Emotionally evocative, hard-hitting tobacco education media campaigns can substantially increase calls to quitlines and visits to websites containing information on quitting smoking, which overtime would be expected to contribute to increases in quit attempts and successful cessation.  Media campaigns such as the Tips campaign might have an even greater impact if they were sustained at a high intensity for a longer time.
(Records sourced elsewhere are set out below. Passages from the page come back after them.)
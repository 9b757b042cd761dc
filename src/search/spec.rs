use regex::{Regex, RegexBuilder};

/// Name of the capture group that designates the reported part of a match
const HIT_GROUP: &str = "hit";

/// Named search patterns applied to every visited page
///
/// Keys keep the order in which they were supplied; supplying a key twice
/// replaces the earlier pattern in place.
#[derive(Debug, Clone, Default)]
pub struct SearchSpec {
    patterns: Vec<(String, Regex)>,
}

impl SearchSpec {
    /// Compiles a set of (name, pattern) pairs
    ///
    /// # Examples
    ///
    /// ```
    /// use cbs_scrape::SearchSpec;
    ///
    /// let spec = SearchSpec::new([("zip", r"\d{4}\s?[A-Z]{2}")]).unwrap();
    /// assert_eq!(spec.find("zip", "Kerkstraat 1, 1234 AB Dorp"), vec!["1234 AB"]);
    /// ```
    pub fn new<I, K, P>(patterns: I) -> Result<Self, regex::Error>
    where
        I: IntoIterator<Item = (K, P)>,
        K: Into<String>,
        P: AsRef<str>,
    {
        let mut spec = Self::default();
        for (key, pattern) in patterns {
            spec.insert(key.into(), Regex::new(pattern.as_ref())?);
        }
        Ok(spec)
    }

    /// Adds a compiled pattern under `key`
    pub fn insert(&mut self, key: String, regex: Regex) {
        match self.patterns.iter_mut().find(|(existing, _)| *existing == key) {
            Some(slot) => slot.1 = regex,
            None => self.patterns.push((key, regex)),
        }
    }

    /// Search keys in caller order
    pub fn keys(&self) -> impl Iterator<Item = &str> {
        self.patterns.iter().map(|(key, _)| key.as_str())
    }

    pub fn contains_key(&self, key: &str) -> bool {
        self.patterns.iter().any(|(existing, _)| existing == key)
    }

    pub fn iter(&self) -> impl Iterator<Item = (&str, &Regex)> {
        self.patterns.iter().map(|(key, regex)| (key.as_str(), regex))
    }

    pub fn len(&self) -> usize {
        self.patterns.len()
    }

    pub fn is_empty(&self) -> bool {
        self.patterns.is_empty()
    }

    /// Runs the pattern stored under `key` against `text`
    ///
    /// Returns an empty list for unknown keys.
    pub fn find(&self, key: &str, text: &str) -> Vec<String> {
        self.patterns
            .iter()
            .find(|(existing, _)| existing == key)
            .map(|(_, regex)| find_matches(regex, text))
            .unwrap_or_default()
    }
}

/// Finds every match of `regex` in `text`, in order of appearance
///
/// When the pattern has a capture group named `hit`, only that group is
/// reported; otherwise the whole match. Reported strings are trimmed.
pub fn find_matches(regex: &Regex, text: &str) -> Vec<String> {
    let has_hit_group = regex.capture_names().flatten().any(|name| name == HIT_GROUP);

    if !has_hit_group {
        return regex
            .find_iter(text)
            .map(|m| m.as_str().trim().to_string())
            .collect();
    }

    regex
        .captures_iter(text)
        .filter_map(|caps| caps.name(HIT_GROUP).or_else(|| caps.get(0)))
        .map(|m| m.as_str().trim().to_string())
        .collect()
}

/// Keywords used to rank discovered links
///
/// A link whose href matches any keyword (case-insensitively) gets rank 1,
/// all other links rank 0.
#[derive(Debug, Clone, Default)]
pub struct RankKeywords {
    keywords: Vec<Regex>,
}

impl RankKeywords {
    pub fn new<I, S>(keywords: I) -> Result<Self, regex::Error>
    where
        I: IntoIterator<Item = S>,
        S: AsRef<str>,
    {
        let keywords = keywords
            .into_iter()
            .map(|keyword| {
                RegexBuilder::new(keyword.as_ref())
                    .case_insensitive(true)
                    .build()
            })
            .collect::<Result<Vec<_>, _>>()?;

        Ok(Self { keywords })
    }

    pub fn rank(&self, href: &str) -> u8 {
        if self.keywords.iter().any(|keyword| keyword.is_match(href)) {
            1
        } else {
            0
        }
    }

    pub fn is_empty(&self) -> bool {
        self.keywords.is_empty()
    }
}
The number of calls to the national quitline portal 1-800-QUIT-NOW and the number of website visitors to a CDC website increased by 75 percent and by nearly 3,700 percent, respectively, during the 2013 Tips from Former Smokers campaign compared to the four weeks before the campaign.  Calls and website visitors quickly fell almost to pre-campaign levels once the campaign ended.  This suggests that the campaign generated about 151,000 additional calls and almost 2.8 million additional website visitors above pre-campaign levels.  National television ads aired on a one-week-on, one-week-off basis.  During the weeks the ads were not airing, quitline volume was down 38 percent compared to the weeks the ads were running.

3. Assessing the Risks for Poliovirus Outbreaks in Polio-Free Countries — Africa, 2012–2013

CDC Media Relations

For polio-free countries in Africa, a proactive approach is necessary to prevent and limit the size of outbreaks from wild poliovirus importations until the world is polio-free. Globally, only three countries have never interrupted wild poliovirus circulation. Nigeria is one of these, and the only one on the African continent. Since 2003, many  countries in a “WPV importation belt“ that stretches across the continent have experienced outbreaks due to wild poliovirus of West African origin, some of them, many times. To eradicate polio and prevent outbreaks all children must be vaccinated. Weak health systems, as well as other factors such as vulnerable populations and insecurity/civil unrest present a challenge to many countries in the region. The Global Polio Eradication Initiative targets polio vaccination campaigns and other interventions based on periodic risk assessments of country programs. As long as endemic WPV transmission continues in any country, all countries will be at risk for WPV importations and potentially large outbreaks.